Task brief: Starting at the first line of the data below, retype every line up to and including the one containing "the shortest path.".

Information shown:
▬▬▬▬▬▬▬▬▬▬
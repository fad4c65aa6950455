pub(crate) const FULL_TURN_DEG: u16 = 360;

pub(crate) const DEGREE_SIGN: char = '°';
//! Navigation on the great circles of a spherical Earth.
//!
//! Math follows the [forward azimuth](http://www.movable-type.co.uk/scripts/latlong.html#bearing)
//! and the [haversine](http://www.movable-type.co.uk/scripts/latlong.html#distance) formulas.

use crate::{
    angle::{bearing::Bearing, reduce},
    coord::{GeoCoordinate, KAABA},
};

/// Mean radius of the Earth in kilometers
pub(crate) const EARTH_RADIUS_KM: f64 = 6371.0;

/// Initial great-circle bearing between two points given in raw degrees.
///
/// The result is in `[0, 360)`, clockwise from the true north.
///
/// The longitudes are never normalized: only the sine and cosine of their
/// difference are used, so any real-valued longitude works,
/// including the pairs crossing the antimeridian.
///
/// The formula has no division, so the poles are fine too.
/// For coincident points the bearing is undefined and any angle in range can be returned.
pub fn initial_bearing(
    observer_lat: f64,
    observer_lon: f64,
    target_lat: f64,
    target_lon: f64,
) -> f64 {
    let phi_o = observer_lat.to_radians();
    let phi_t = target_lat.to_radians();
    let delta_lambda = (target_lon - observer_lon).to_radians();

    let y = delta_lambda.sin() * phi_t.cos();
    let x = phi_o.cos() * phi_t.sin() - phi_o.sin() * phi_t.cos() * delta_lambda.cos();

    reduce(y.atan2(x).to_degrees())
}

/// The direction to take from the `observer` to reach the `target`
/// along the shortest path.
pub fn bearing_to(observer: &GeoCoordinate, target: &GeoCoordinate) -> Bearing {
    let degrees = initial_bearing(
        observer.latitude(),
        observer.longitude(),
        target.latitude(),
        target.longitude(),
    );
    Bearing::new(degrees)
}

/// The direction from the `observer` to the Kaaba
pub fn qibla_bearing(observer: &GeoCoordinate) -> Bearing {
    bearing_to(observer, &KAABA)
}

/// Great-circle distance between the points in kilometers
pub fn distance_km(from: &GeoCoordinate, to: &GeoCoordinate) -> f64 {
    let phi_1 = from.latitude().to_radians();
    let phi_2 = to.latitude().to_radians();
    let delta_phi = phi_2 - phi_1;
    let delta_lambda = (to.longitude() - from.longitude()).to_radians();

    let a = (delta_phi / 2.0).sin().powi(2)
        + phi_1.cos() * phi_2.cos() * (delta_lambda / 2.0).sin().powi(2);
    // rounding can push `a` a tiny bit over 1 for the antipodes
    let c = 2.0 * a.sqrt().min(1.0).asin();

    EARTH_RADIUS_KM * c
}
//! Library error type.
//!
//! Validation failures ([`VaultError::InvalidInput`]) and registry misses
//! ([`VaultError::NotFound`]) are separate variants so callers can tell a
//! malformed request from a well-formed one that matched nothing. A lookup
//! miss in [`crate::lookup`] is not an error at all.

use thiserror::Error;

#[derive(Debug, Error)]
pub enum VaultError {
    #[error("{0}")]
    InvalidInput(#[from] InputProblem),

    #[error("word not found: {word}")]
    NotFound { word: String },

    #[error("table not found in document: {0}")]
    MissingTable(String),

    #[error("word payload could not be encoded: {0}")]
    Payload(#[from] serde_json::Error),
}

/// Why an input was rejected before any lookup happened.
#[derive(Debug, Clone, PartialEq, Eq, Error)]
pub enum InputProblem {
    #[error("Input cannot be null")]
    Null,

    #[error("Invalid type: expected text, found {found}")]
    WrongType { found: &'static str },

    #[error("Invalid input: numeric text {0:?}")]
    NumericText(String),

    #[error("Invalid input: missing required field `{0}`")]
    MissingField(&'static str),

    #[error("Invalid input: word already tagged: {0}")]
    AlreadyTagged(String),

    #[error("Invalid update: meaning required")]
    EmptyMeaning,

    #[error("Invalid text input")]
    EmptyText,
}

pub type Result<T, E = VaultError> = std::result::Result<T, E>;

impl VaultError {
    pub fn is_invalid_input(&self) -> bool {
        matches!(self, VaultError::InvalidInput(_))
    }

    pub fn is_not_found(&self) -> bool {
        matches!(self, VaultError::NotFound { .. })
    }
}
▬▬▬▬▬▬▬▬▬▬
Expected answer:
repository fad4c65aa6950455
pub(crate) const FULL_TURN_DEG: u16 = 360;

pub(crate) const DEGREE_SIGN: char = '°';
//! Navigation on the great circles of a spherical Earth.
//!
//! Math follows the [forward azimuth](http://www.movable-type.co.uk/scripts/latlong.html#bearing)
//! and the [haversine](http://www.movable-type.co.uk/scripts/latlong.html#distance) formulas.

use crate::{
    angle::{bearing::Bearing, reduce},
    coord::{GeoCoordinate, KAABA},
};

/// Mean radius of the Earth in kilometers
pub(crate) const EARTH_RADIUS_KM: f64 = 6371.0;

/// Initial great-circle bearing between two points given in raw degrees.
///
/// The result is in `[0, 360)`, clockwise from the true north.
///
/// The longitudes are never normalized: only the sine and cosine of their
/// difference are used, so any real-valued longitude works,
/// including the pairs crossing the antimeridian.
///
/// The formula has no division, so the poles are fine too.
/// For coincident points the bearing is undefined and any angle in range can be returned.
pub fn initial_bearing(
    observer_lat: f64,
    observer_lon: f64,
    target_lat: f64,
    target_lon: f64,
) -> f64 {
    let phi_o = observer_lat.to_radians();
    let phi_t = target_lat.to_radians();
    let delta_lambda = (target_lon - observer_lon).to_radians();

    let y = delta_lambda.sin() * phi_t.cos();
    let x = phi_o.cos() * phi_t.sin() - phi_o.sin() * phi_t.cos() * delta_lambda.cos();

    reduce(y.atan2(x).to_degrees())
}

/// The direction to take from the `observer` to reach the `target`
/// along the shortest path.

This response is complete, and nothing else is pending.